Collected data
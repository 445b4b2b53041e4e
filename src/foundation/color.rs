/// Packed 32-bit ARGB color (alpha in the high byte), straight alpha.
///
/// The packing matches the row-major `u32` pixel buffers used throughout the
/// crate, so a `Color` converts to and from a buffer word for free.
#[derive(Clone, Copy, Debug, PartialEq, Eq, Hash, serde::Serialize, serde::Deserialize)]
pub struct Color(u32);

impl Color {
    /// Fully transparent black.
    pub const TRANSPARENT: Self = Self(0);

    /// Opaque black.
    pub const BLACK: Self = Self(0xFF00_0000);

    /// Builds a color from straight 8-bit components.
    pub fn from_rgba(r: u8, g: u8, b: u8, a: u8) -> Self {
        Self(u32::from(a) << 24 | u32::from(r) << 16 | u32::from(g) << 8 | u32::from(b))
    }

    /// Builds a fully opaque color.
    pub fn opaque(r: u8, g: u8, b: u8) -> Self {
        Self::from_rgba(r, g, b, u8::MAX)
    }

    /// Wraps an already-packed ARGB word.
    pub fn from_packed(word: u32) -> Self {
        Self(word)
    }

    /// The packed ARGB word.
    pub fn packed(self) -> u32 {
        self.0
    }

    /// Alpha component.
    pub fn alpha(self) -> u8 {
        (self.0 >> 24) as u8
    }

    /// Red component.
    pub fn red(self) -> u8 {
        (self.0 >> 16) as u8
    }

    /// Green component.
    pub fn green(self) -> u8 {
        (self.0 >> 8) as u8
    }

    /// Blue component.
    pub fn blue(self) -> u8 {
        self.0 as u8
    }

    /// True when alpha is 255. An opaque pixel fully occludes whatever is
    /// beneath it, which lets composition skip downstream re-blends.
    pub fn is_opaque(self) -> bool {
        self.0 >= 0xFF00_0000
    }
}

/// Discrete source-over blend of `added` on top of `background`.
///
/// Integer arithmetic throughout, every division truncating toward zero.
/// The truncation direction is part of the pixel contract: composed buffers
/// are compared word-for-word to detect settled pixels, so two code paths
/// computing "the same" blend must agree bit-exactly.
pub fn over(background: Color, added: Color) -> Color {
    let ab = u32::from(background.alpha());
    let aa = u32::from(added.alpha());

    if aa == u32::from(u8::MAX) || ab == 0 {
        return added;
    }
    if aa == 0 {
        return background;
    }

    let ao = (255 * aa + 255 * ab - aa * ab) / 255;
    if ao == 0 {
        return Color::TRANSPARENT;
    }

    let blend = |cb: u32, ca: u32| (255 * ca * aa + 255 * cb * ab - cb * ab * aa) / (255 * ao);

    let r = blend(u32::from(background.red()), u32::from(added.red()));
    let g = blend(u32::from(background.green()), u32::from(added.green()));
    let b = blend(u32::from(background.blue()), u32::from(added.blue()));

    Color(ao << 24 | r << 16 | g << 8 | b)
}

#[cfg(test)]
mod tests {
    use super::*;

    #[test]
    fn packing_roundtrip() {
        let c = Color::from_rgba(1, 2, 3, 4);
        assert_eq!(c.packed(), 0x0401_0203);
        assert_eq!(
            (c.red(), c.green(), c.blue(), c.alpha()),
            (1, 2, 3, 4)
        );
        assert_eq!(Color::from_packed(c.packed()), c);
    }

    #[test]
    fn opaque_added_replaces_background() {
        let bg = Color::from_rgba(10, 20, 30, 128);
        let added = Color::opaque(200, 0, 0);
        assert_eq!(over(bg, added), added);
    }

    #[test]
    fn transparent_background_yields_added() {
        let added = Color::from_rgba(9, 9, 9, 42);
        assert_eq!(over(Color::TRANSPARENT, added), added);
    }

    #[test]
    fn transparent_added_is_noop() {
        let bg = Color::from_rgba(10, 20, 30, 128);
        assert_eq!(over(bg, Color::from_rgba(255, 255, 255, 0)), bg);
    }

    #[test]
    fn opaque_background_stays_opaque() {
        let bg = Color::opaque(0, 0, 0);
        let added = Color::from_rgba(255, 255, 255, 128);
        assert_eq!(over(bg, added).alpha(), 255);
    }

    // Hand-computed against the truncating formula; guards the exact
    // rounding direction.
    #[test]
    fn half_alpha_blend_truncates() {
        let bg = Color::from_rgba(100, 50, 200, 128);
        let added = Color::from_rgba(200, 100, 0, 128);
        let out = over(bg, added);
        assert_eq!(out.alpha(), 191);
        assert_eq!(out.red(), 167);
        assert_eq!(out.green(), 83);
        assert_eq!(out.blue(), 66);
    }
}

=== What the exercise asks ===
From the entries above, extract every line where the word "throughout" appears.

=== Reply to the exercise ===
/// The packing matches the row-major `u32` pixel buffers used throughout the
/// Integer arithmetic throughout, every division truncating toward zero.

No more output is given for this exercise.